§ TASK TO COMPLETE: The response should contain every entry, reproduced exactly.

-- MATERIAL FOR THE TASK follows --

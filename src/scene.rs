//! Host side of the pipeline: draw calls, parallel dispatch of the two stages and the
//! fixed-function steps between them.

pub mod buffer;
pub mod camera;
pub mod raster;
pub mod shader;
pub mod util;

use std::sync::{mpsc, Arc};

use anyhow::ensure;
use log::{debug, info, trace};
use nalgebra as na;
use na::Vector4;
use threadpool::ThreadPool;

use buffer::FrameBuffer;
use raster::{EdgeFunctionRasterizer, Fragment, Interpolator, LinearInterpolator, Rasterizer};
use shader::{shading_stage, transform_stage, Uniforms, VertexInput, VertexOutput};

/// One batch of triangles sharing the same bound matrices.
/// Vertices are read as a triangle list, trailing vertices that don't make a triangle are
/// transformed but not drawn.
#[derive(Debug, Clone, Copy)]
pub struct DrawCall<'a> {
    pub uniforms: Uniforms,
    pub vertices: &'a [VertexInput],
}

/// Counters of a finished draw call.
#[derive(Debug, Default, Clone, Copy, PartialEq, Eq)]
pub struct DrawStats {
    pub vertices: usize,
    pub triangles: usize,
    pub fragments: usize, // Shaded, whether committed or not.
    pub committed: usize, // Passed the depth test.
}

/// Frame buffer plus everything needed to run draw calls into it.
pub struct Scene<R = EdgeFunctionRasterizer, I = LinearInterpolator> {
    pub frame: FrameBuffer,
    rasterizer: R,
    interpolator: I,
    pool: ThreadPool,
    batch_size: usize,
}

impl Scene {
    /// Scene with the built-in rasterizer and linear interpolation.
    pub fn new(width: u32, height: u32, threads: usize, batch_size: usize) -> Self {
        return Self::with_strategies(
            FrameBuffer::new(width, height),
            EdgeFunctionRasterizer::new(width, height),
            LinearInterpolator,
            threads,
            batch_size,
        );
    }
}

impl<R: Rasterizer, I: Interpolator> Scene<R, I> {
    pub fn with_strategies(
        frame: FrameBuffer,
        rasterizer: R,
        interpolator: I,
        threads: usize,
        batch_size: usize,
    ) -> Self {
        return Self {
            frame,
            rasterizer,
            interpolator,
            pool: ThreadPool::new(threads.max(1)),
            batch_size: batch_size.max(1),
        };
    }

    pub fn clear(&mut self, background: Vector4<f32>) {
        self.frame.clear(background);
    }

    /// Runs a draw call: transform stage over every vertex, rasterization of every triangle,
    /// shading stage over every fragment, then depth-tested commits in primitive order.
    ///
    /// Stage invocations run on the worker pool in batches with no ordering between them.
    /// Results are put back in submission order, so the frame does not depend on scheduling.
    pub fn draw(&mut self, draw: &DrawCall<'_>) -> anyhow::Result<DrawStats> {
        let uniforms = draw.uniforms;
        let transformed: Vec<VertexOutput> = dispatch(
            &self.pool,
            draw.vertices,
            self.batch_size,
            move |vertex| transform_stage(vertex, &uniforms),
        )?;

        let triangles = transformed.chunks_exact(3);
        if !triangles.remainder().is_empty() {
            debug!("ignoring {} trailing vertices", triangles.remainder().len());
        }
        let mut stats = DrawStats {
            vertices: transformed.len(),
            triangles: triangles.len(),
            ..Default::default()
        };

        let mut fragments: Vec<Fragment> = Vec::new();
        for triangle in triangles {
            let triangle = [triangle[0], triangle[1], triangle[2]];
            self.rasterizer
                .rasterize(&triangle, &self.interpolator, |fragment| fragments.push(fragment));
        }
        stats.fragments = fragments.len();

        let colors = dispatch(&self.pool, &fragments, self.batch_size, |fragment| {
            shading_stage(fragment.color)
        })?;
        for (fragment, color) in fragments.iter().zip(colors) {
            if self.frame.write_fragment(fragment.coord, fragment.depth, color) {
                stats.committed += 1;
            }
        }

        info!(
            "draw: {} vertices, {} triangles, {} fragments, {} committed",
            stats.vertices, stats.triangles, stats.fragments, stats.committed
        );
        return Ok(stats);
    }
}

/// Applies `f` to every item on the pool, batch by batch, returning outputs in item order.
fn dispatch<T, O, F>(pool: &ThreadPool, items: &[T], batch_size: usize, f: F) -> anyhow::Result<Vec<O>>
where
    T: Copy + Send + 'static,
    O: Send + 'static,
    F: Fn(&T) -> O + Send + Sync + 'static,
{
    let f = Arc::new(f);
    let (sender, receiver) = mpsc::channel();
    let mut n_batches = 0;
    for (batch_index, chunk) in items.chunks(batch_size).enumerate() {
        let batch = chunk.to_vec();
        let f = Arc::clone(&f);
        let sender = sender.clone();
        pool.execute(move || {
            let outputs: Vec<O> = batch.iter().map(|item| f(item)).collect();
            trace!("batch {} done, {} items", batch_index, outputs.len());
            // Receiver is only gone if the dispatching thread already bailed out.
            let _ = sender.send((batch_index, outputs));
        });
        n_batches += 1;
    }
    drop(sender);
    debug!("dispatched {} items in {} batches", items.len(), n_batches);

    let mut batches: Vec<Option<Vec<O>>> = (0..n_batches).map(|_| None).collect();
    for (batch_index, outputs) in receiver.iter() {
        batches[batch_index] = Some(outputs);
    }
    let finished = batches.iter().filter(|batch| batch.is_some()).count();
    ensure!(
        finished == n_batches,
        "worker pool lost {} of {} batches",
        n_batches - finished,
        n_batches
    );
    return Ok(batches.into_iter().flatten().flatten().collect());
}
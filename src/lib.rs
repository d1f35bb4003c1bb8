//! A two stage vertex/fragment color pipeline running on the CPU.
//!
//! [`transform_stage`] maps an object-space vertex to clip space with `P * V * M * p` and
//! forwards its color; [`shading_stage`] turns an interpolated color into an opaque pixel.
//! Everything between and around them, rasterization, interpolation, depth testing and
//! parallel dispatch, lives in [`scene`] as replaceable host-side machinery.

pub mod app;
pub mod logging;
pub mod scene;

pub use scene::raster::{EdgeFunctionRasterizer, Fragment, Interpolator, LinearInterpolator, Rasterizer};
pub use scene::shader::{shading_stage, transform_stage, Uniforms, VertexInput, VertexOutput};
pub use scene::{DrawCall, DrawStats, Scene};
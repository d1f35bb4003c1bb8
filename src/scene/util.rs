use nalgebra as na;
use na::{vector, Vector3, Vector4};

/// Transformation of a point to homogenous coordinates.
pub fn to_hom_point(v: Vector3<f32>) -> Vector4<f32> {
    return vector![v.x, v.y, v.z, 1.0];
}

/// Perspective divide of a clip-space position.
pub fn from_hom_point(v: Vector4<f32>) -> Vector3<f32> {
    return vector![v.x / v.w, v.y / v.w, v.z / v.w];
}

/// Fixed-function conversion of a float color channel to rgb8.
/// Values outside of [0, 1] are clamped here and nowhere earlier in the pipeline.
pub fn channel_to_u8(value: f32) -> u8 {
    // NaN saturates to 0 through the float to int cast.
    return (value.clamp(0.0, 1.0) * 255.0).round() as u8;
}

/// Utility for converting the rgb part of a final pixel color to rgb8.
pub fn color_to_rgb8(color: Vector4<f32>) -> [u8; 3] {
    return [
        channel_to_u8(color.x),
        channel_to_u8(color.y),
        channel_to_u8(color.z),
    ];
}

-- MATERIAL FOR THE TASK concluded --

§ RESPONSE AREA:
filename src/scene.rs
//! Host side of the pipeline: draw calls, parallel dispatch of the two stages and the
//! fixed-function steps between them.

pub mod buffer;
pub mod camera;
pub mod raster;
pub mod shader;
pub mod util;

use std::sync::{mpsc, Arc};

use anyhow::ensure;
use log::{debug, info, trace};
use nalgebra as na;
use na::Vector4;
use threadpool::ThreadPool;

use buffer::FrameBuffer;
use raster::{EdgeFunctionRasterizer, Fragment, Interpolator, LinearInterpolator, Rasterizer};
use shader::{shading_stage, transform_stage, Uniforms, VertexInput, VertexOutput};

/// One batch of triangles sharing the same bound matrices.
/// Vertices are read as a triangle list, trailing vertices that don't make a triangle are
/// transformed but not drawn.
#[derive(Debug, Clone, Copy)]
pub struct DrawCall<'a> {
    pub uniforms: Uniforms,
    pub vertices: &'a [VertexInput],
}

/// Counters of a finished draw call.
#[derive(Debug, Default, Clone, Copy, PartialEq, Eq)]
pub struct DrawStats {
    pub vertices: usize,
    pub triangles: usize,
    pub fragments: usize, // Shaded, whether committed or not.
    pub committed: usize, // Passed the depth test.
}

/// Frame buffer plus everything needed to run draw calls into it.
pub struct Scene<R = EdgeFunctionRasterizer, I = LinearInterpolator> {
    pub frame: FrameBuffer,
    rasterizer: R,
    interpolator: I,
    pool: ThreadPool,
    batch_size: usize,
}

impl Scene {
    /// Scene with the built-in rasterizer and linear interpolation.
    pub fn new(width: u32, height: u32, threads: usize, batch_size: usize) -> Self {
        return Self::with_strategies(
            FrameBuffer::new(width, height),
            EdgeFunctionRasterizer::new(width, height),
            LinearInterpolator,
            threads,
            batch_size,
        );
    }
}

impl<R: Rasterizer, I: Interpolator> Scene<R, I> {
    pub fn with_strategies(
        frame: FrameBuffer,
        rasterizer: R,
        interpolator: I,
        threads: usize,
        batch_size: usize,
    ) -> Self {
        return Self {
            frame,
            rasterizer,
            interpolator,
            pool: ThreadPool::new(threads.max(1)),
            batch_size: batch_size.max(1),
        };
    }

    pub fn clear(&mut self, background: Vector4<f32>) {
        self.frame.clear(background);
    }

    /// Runs a draw call: transform stage over every vertex, rasterization of every triangle,
    /// shading stage over every fragment, then depth-tested commits in primitive order.
    ///
    /// Stage invocations run on the worker pool in batches with no ordering between them.
    /// Results are put back in submission order, so the frame does not depend on scheduling.
    pub fn draw(&mut self, draw: &DrawCall<'_>) -> anyhow::Result<DrawStats> {
        let uniforms = draw.uniforms;
        let transformed: Vec<VertexOutput> = dispatch(
            &self.pool,
            draw.vertices,
            self.batch_size,
            move |vertex| transform_stage(vertex, &uniforms),
        )?;

        let triangles = transformed.chunks_exact(3);
        if !triangles.remainder().is_empty() {
            debug!("ignoring {} trailing vertices", triangles.remainder().len());
        }
        let mut stats = DrawStats {
            vertices: transformed.len(),
            triangles: triangles.len(),
            ..Default::default()
        };

        let mut fragments: Vec<Fragment> = Vec::new();
        for triangle in triangles {
            let triangle = [triangle[0], triangle[1], triangle[2]];
            self.rasterizer
                .rasterize(&triangle, &self.interpolator, |fragment| fragments.push(fragment));
        }
        stats.fragments = fragments.len();

        let colors = dispatch(&self.pool, &fragments, self.batch_size, |fragment| {
            shading_stage(fragment.color)
        })?;
        for (fragment, color) in fragments.iter().zip(colors) {
            if self.frame.write_fragment(fragment.coord, fragment.depth, color) {
                stats.committed += 1;
            }
        }

        info!(
            "draw: {} vertices, {} triangles, {} fragments, {} committed",
            stats.vertices, stats.triangles, stats.fragments, stats.committed
        );
        return Ok(stats);
    }
}

/// Applies `f` to every item on the pool, batch by batch, returning outputs in item order.
fn dispatch<T, O, F>(pool: &ThreadPool, items: &[T], batch_size: usize, f: F) -> anyhow::Result<Vec<O>>
where
    T: Copy + Send + 'static,
    O: Send + 'static,
    F: Fn(&T) -> O + Send + Sync + 'static,
{
    let f = Arc::new(f);
    let (sender, receiver) = mpsc::channel();
    let mut n_batches = 0;
    for (batch_index, chunk) in items.chunks(batch_size).enumerate() {
        let batch = chunk.to_vec();
        let f = Arc::clone(&f);
        let sender = sender.clone();
        pool.execute(move || {
            let outputs: Vec<O> = batch.iter().map(|item| f(item)).collect();
            trace!("batch {} done, {} items", batch_index, outputs.len());
            // Receiver is only gone if the dispatching thread already bailed out.
            let _ = sender.send((batch_index, outputs));
        });
        n_batches += 1;
    }
    drop(sender);
    debug!("dispatched {} items in {} batches", items.len(), n_batches);

    let mut batches: Vec<Option<Vec<O>>> = (0..n_batches).map(|_| None).collect();
    for (batch_index, outputs) in receiver.iter() {
        batches[batch_index] = Some(outputs);
    }
    let finished = batches.iter().filter(|batch| batch.is_some()).count();
    ensure!(
        finished == n_batches,
        "worker pool lost {} of {} batches",
        n_batches - finished,
        n_batches
    );
    return Ok(batches.into_iter().flatten().flatten().collect());
}
filename src/lib.rs
repository d1f35bb4003c1bb8
//! A two stage vertex/fragment color pipeline running on the CPU.
//!
//! [`transform_stage`] maps an object-space vertex to clip space with `P * V * M * p` and
//! forwards its color; [`shading_stage`] turns an interpolated color into an opaque pixel.
//! Everything between and around them, rasterization, interpolation, depth testing and
//! parallel dispatch, lives in [`scene`] as replaceable host-side machinery.

pub mod app;
pub mod logging;
pub mod scene;

pub use scene::raster::{EdgeFunctionRasterizer, Fragment, Interpolator, LinearInterpolator, Rasterizer};
pub use scene::shader::{shading_stage, transform_stage, Uniforms, VertexInput, VertexOutput};
pub use scene::{DrawCall, DrawStats, Scene};
repository d1f35bb4003c1bb8
filename src/scene/util.rs
use nalgebra as na;
use na::{vector, Vector3, Vector4};

/// Transformation of a point to homogenous coordinates.
pub fn to_hom_point(v: Vector3<f32>) -> Vector4<f32> {
    return vector![v.x, v.y, v.z, 1.0];
}

/// Perspective divide of a clip-space position.
pub fn from_hom_point(v: Vector4<f32>) -> Vector3<f32> {
    return vector![v.x / v.w, v.y / v.w, v.z / v.w];
}

/// Fixed-function conversion of a float color channel to rgb8.
/// Values outside of [0, 1] are clamped here and nowhere earlier in the pipeline.
pub fn channel_to_u8(value: f32) -> u8 {
    // NaN saturates to 0 through the float to int cast.
    return (value.clamp(0.0, 1.0) * 255.0).round() as u8;
}

/// Utility for converting the rgb part of a final pixel color to rgb8.
pub fn color_to_rgb8(color: Vector4<f32>) -> [u8; 3] {
    return [
        channel_to_u8(color.x),
        channel_to_u8(color.y),
        channel_to_u8(color.z),
    ];
}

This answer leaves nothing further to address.